New York City Mayor Zohran Mamdani is preparing to confiscate properties from landlords and transfer them to non-governmental organizations, a move that will drive up housing costs and deepen the city's already severe housing shortage, according to a June 12 commentary published by the Heritage Foundation. The analysis, written by economists Peter St. Onge and E.J. Antoni, warns that Mamdani's approach to housing policy combines Soviet-style property seizures with a $80 billion public housing construction plan and expanded rent control—all while the city faces a $12 billion deficit. The report argues this represents a fundamental shift toward socialism that will devastate New York's housing market.

Mamdani recently pledged to crack down on what he considers bad landlords by working to "transfer ownership" to "responsible stewards including community land-trusts and non-profits," according to the report. This property confiscation plan runs alongside his proposal to build 200,000 public housing units at a cost critics estimate around $80 billion. The mayor also wants to impose rent control on hundreds of thousands of privately-owned housing units. New York City currently has median rent of about $3,600 per month, with housing growing at just half the rate of population growth for 50 years. The city has roughly 50,000 empty apartments that landlords can't profitably rent out, despite a vacancy rate of only 1.4%.

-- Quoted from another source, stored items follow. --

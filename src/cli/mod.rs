pub mod reset;
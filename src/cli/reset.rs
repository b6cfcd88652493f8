//! CLI entry for a reset: confirm on stdin, then run the plan.

use anyhow::{Context, Result};

use derby_reset::backend::SupabaseClient;
use derby_reset::config::ResetConfig;
use derby_reset::reset::{self, BucketOutcome, ResetPlan};

/// Delete all race data after user confirmation.
///
/// Declining the prompt is not an error.
pub async fn reset(config: &ResetConfig) -> Result<()> {
    let client = SupabaseClient::new(&config.backend).context("failed to build backend client")?;
    let plan = ResetPlan::from_config(config);

    let stdin = std::io::stdin();
    let mut stdout = std::io::stdout();
    let Some(summary) = reset::interactive(&client, &plan, &mut stdin.lock(), &mut stdout)
        .await
        .context("reset incomplete; backend may be partially cleared")?
    else {
        return Ok(());
    };

    println!();
    println!("Database cleared successfully.");
    if let Some(BucketOutcome::Failed { .. }) = summary.photos {
        println!("Some photos could not be removed; see the errors above.");
    }
    println!();
    Ok(())
}

/// Print the steps a reset would run without contacting the backend.
pub fn dry_run(config: &ResetConfig) {
    let plan = ResetPlan::from_config(config);
    println!("Dry run: no requests will be sent.");
    println!("Backend: {}", config.backend.url);
    println!("Row filter: {}", plan.row_filter);
    println!();
    for (i, step) in plan.steps.iter().enumerate() {
        println!("  {}. {step}", i + 1);
    }
}
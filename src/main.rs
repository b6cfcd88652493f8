mod cli;

use std::path::PathBuf;

use anyhow::Result;
use clap::Parser;
use derby_reset::config::ResetConfig;
use tracing_subscriber::EnvFilter;

#[derive(Parser)]
#[command(
    name = "derby-reset",
    version,
    about = "Delete all race data (and car photos) from the Pinewood Derby backend"
)]
struct Cli {
    /// Config file to read instead of ~/.derby-reset/config.toml
    #[arg(long, value_name = "PATH")]
    config: Option<PathBuf>,

    /// Leave the photo bucket untouched
    #[arg(long)]
    keep_photos: bool,

    /// Storage bucket holding car photos
    #[arg(long, value_name = "NAME")]
    bucket: Option<String>,

    /// Print the steps that would run and exit without contacting the backend
    #[arg(long)]
    dry_run: bool,
}

#[tokio::main]
async fn main() -> Result<()> {
    let cli = Cli::parse();

    let mut config = match &cli.config {
        Some(path) => ResetConfig::load_from(path)?,
        None => ResetConfig::load()?,
    };
    if cli.keep_photos {
        config.reset.purge_photos = false;
    }
    if let Some(bucket) = cli.bucket {
        config.reset.bucket = bucket;
    }

    // Log to stderr so stdout carries only the status lines.
    let filter =
        EnvFilter::try_new(&config.logging.level).unwrap_or_else(|_| EnvFilter::new("warn"));
    tracing_subscriber::fmt()
        .with_env_filter(filter)
        .with_writer(std::io::stderr)
        .init();

    if cli.dry_run {
        cli::reset::dry_run(&config);
        return Ok(());
    }

    config.validate()?;
    cli::reset::reset(&config).await
}
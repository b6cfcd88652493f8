//! Error types for backend calls and reset runs.

use thiserror::Error;

/// Failure talking to the Supabase REST or Storage API.
#[derive(Error, Debug)]
pub enum BackendError {
    #[error("invalid backend URL {url}: {reason}")]
    InvalidUrl { url: String, reason: String },

    #[error("API key is not a valid HTTP header value")]
    InvalidApiKey,

    #[error("request failed: {0}")]
    Http(#[from] reqwest::Error),

    /// Anything other than 200 or 204.
    #[error("HTTP {status}: {body}")]
    Status { status: u16, body: String },

    #[error("unexpected response body: {0}")]
    Decode(#[from] serde_json::Error),
}

impl BackendError {
    /// HTTP status for [`BackendError::Status`], `None` otherwise.
    pub fn status(&self) -> Option<u16> {
        match self {
            Self::Status { status, .. } => Some(*status),
            _ => None,
        }
    }
}

/// A reset run that stopped before finishing.
#[derive(Error, Debug)]
pub enum ResetError {
    /// A required step was rejected; later steps were not attempted.
    #[error("{action} {target} failed: {source}")]
    Fatal {
        action: &'static str,
        target: String,
        #[source]
        source: BackendError,
    },

    #[error("console I/O failed: {0}")]
    Io(#[from] std::io::Error),
}
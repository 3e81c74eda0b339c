//! Booking error types.

use common::{BookingId, ErrorKind, EventId, TicketId};
use messaging::PublishError;
use thiserror::Error;

use crate::state::BookingStatus;

/// Errors that can occur in the booking service.
#[derive(Debug, Error)]
pub enum BookingError {
    /// Malformed request data.
    #[error("Invalid input: {0}")]
    InvalidInput(String),

    /// The event does not exist.
    #[error("Event not found: {0}")]
    EventNotFound(EventId),

    /// The ticket category does not exist.
    #[error("Ticket not found: {0}")]
    TicketNotFound(TicketId),

    /// The booking does not exist.
    #[error("Booking not found: {0}")]
    BookingNotFound(BookingId),

    /// The ticket category belongs to a different event.
    #[error("Ticket {ticket_id} does not belong to event {event_id}")]
    TicketEventMismatch {
        ticket_id: TicketId,
        event_id: EventId,
    },

    /// Not enough quota left on the ticket category.
    #[error("Insufficient ticket quota: requested {requested}, available {available}")]
    InsufficientQuota { requested: u32, available: u32 },

    /// The booking already left `Pending`.
    #[error("Booking {booking_id} is not pending (status {status})")]
    NotPending {
        booking_id: BookingId,
        status: BookingStatus,
    },

    /// A webhook carried an event name this service does not handle.
    #[error("Unknown event type: {0}")]
    UnknownEvent(String),

    /// Delivering a notification to the payment service failed.
    #[error("Notification failed: {0}")]
    Notification(#[from] PublishError),

    /// A stored row could not be mapped back into the domain.
    #[error("Corrupt row: {0}")]
    CorruptRow(String),

    /// Database error.
    #[error("Database error: {0}")]
    Database(#[from] sqlx::Error),

    /// Migration error.
    #[error("Migration error: {0}")]
    Migration(#[from] sqlx::migrate::MigrateError),
}

impl BookingError {
    /// Classifies the error for transport layers.
    pub fn kind(&self) -> ErrorKind {
        match self {
            BookingError::InvalidInput(_) | BookingError::UnknownEvent(_) => {
                ErrorKind::InvalidInput
            }
            BookingError::EventNotFound(_)
            | BookingError::TicketNotFound(_)
            | BookingError::BookingNotFound(_) => ErrorKind::NotFound,
            BookingError::TicketEventMismatch { .. }
            | BookingError::InsufficientQuota { .. }
            | BookingError::NotPending { .. } => ErrorKind::Conflict,
            BookingError::Notification(_) => ErrorKind::Upstream,
            BookingError::CorruptRow(_)
            | BookingError::Database(_)
            | BookingError::Migration(_) => ErrorKind::Internal,
        }
    }

    /// Short label used for metrics.
    pub fn reason(&self) -> &'static str {
        match self {
            BookingError::InvalidInput(_) => "invalid_input",
            BookingError::EventNotFound(_) => "event_not_found",
            BookingError::TicketNotFound(_) => "ticket_not_found",
            BookingError::BookingNotFound(_) => "booking_not_found",
            BookingError::TicketEventMismatch { .. } => "ticket_event_mismatch",
            BookingError::InsufficientQuota { .. } => "insufficient_quota",
            BookingError::NotPending { .. } => "not_pending",
            BookingError::UnknownEvent(_) => "unknown_event",
            BookingError::Notification(_) => "notification",
            BookingError::CorruptRow(_) => "corrupt_row",
            BookingError::Database(_) => "database",
            BookingError::Migration(_) => "migration",
        }
    }
}

/// Convenience type alias for booking results.
pub type Result<T> = std::result::Result<T, BookingError>;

The report reveals that Mamdani explicitly told voters during COVID that his "end goal" is "seizing the means of production," later adding that socialism would work this time because "we will bring in the best and brightest to deliver it." The authors note that the Soviets used an army of Ph.D.s for central planning, "which oddly enough still led to starvation." Rather than reducing red tape like Argentine President Javier Milei did in Buenos Aires—cutting rents by two-thirds and doubling housing supply—Mamdani is sending code enforcement to find excuses to seize properties, the report states.

The commentary explains that rent control will make housing units unprofitable, ultimately decreasing housing supply and canceling out the units Mamdani wants to build. New York's high housing costs stem from union mandates, climate mandates, licensing requirements, miles of bureaucratic red tape, and existing rent control that prevents landlords from making money—the very anti-landlord measures Mamdani is intensifying. The report argues this approach will backfire because landlords won't want to risk having their properties seized. Housing prices will climb further and shortages will worsen, giving Mamdani ammunition for his next campaign where "low-information voters of New York get to shoot themselves in the other foot," as the worsening crisis will be used to justify even more government intervention.

The authors conclude that handing seized properties to NGOs reveals the true goal: not helping people, but seizing resources for crony non-governmental organizations "who run those cities into the ground but channel plenty of funds to the political party in power." The report warns that what landlord will risk operating under Mamdani's "warmth of collectivism," and predicts his policies will drive up prices and increase shortages. The bottom line is stark: New York's housing crisis is about to get much worse, and it's by design.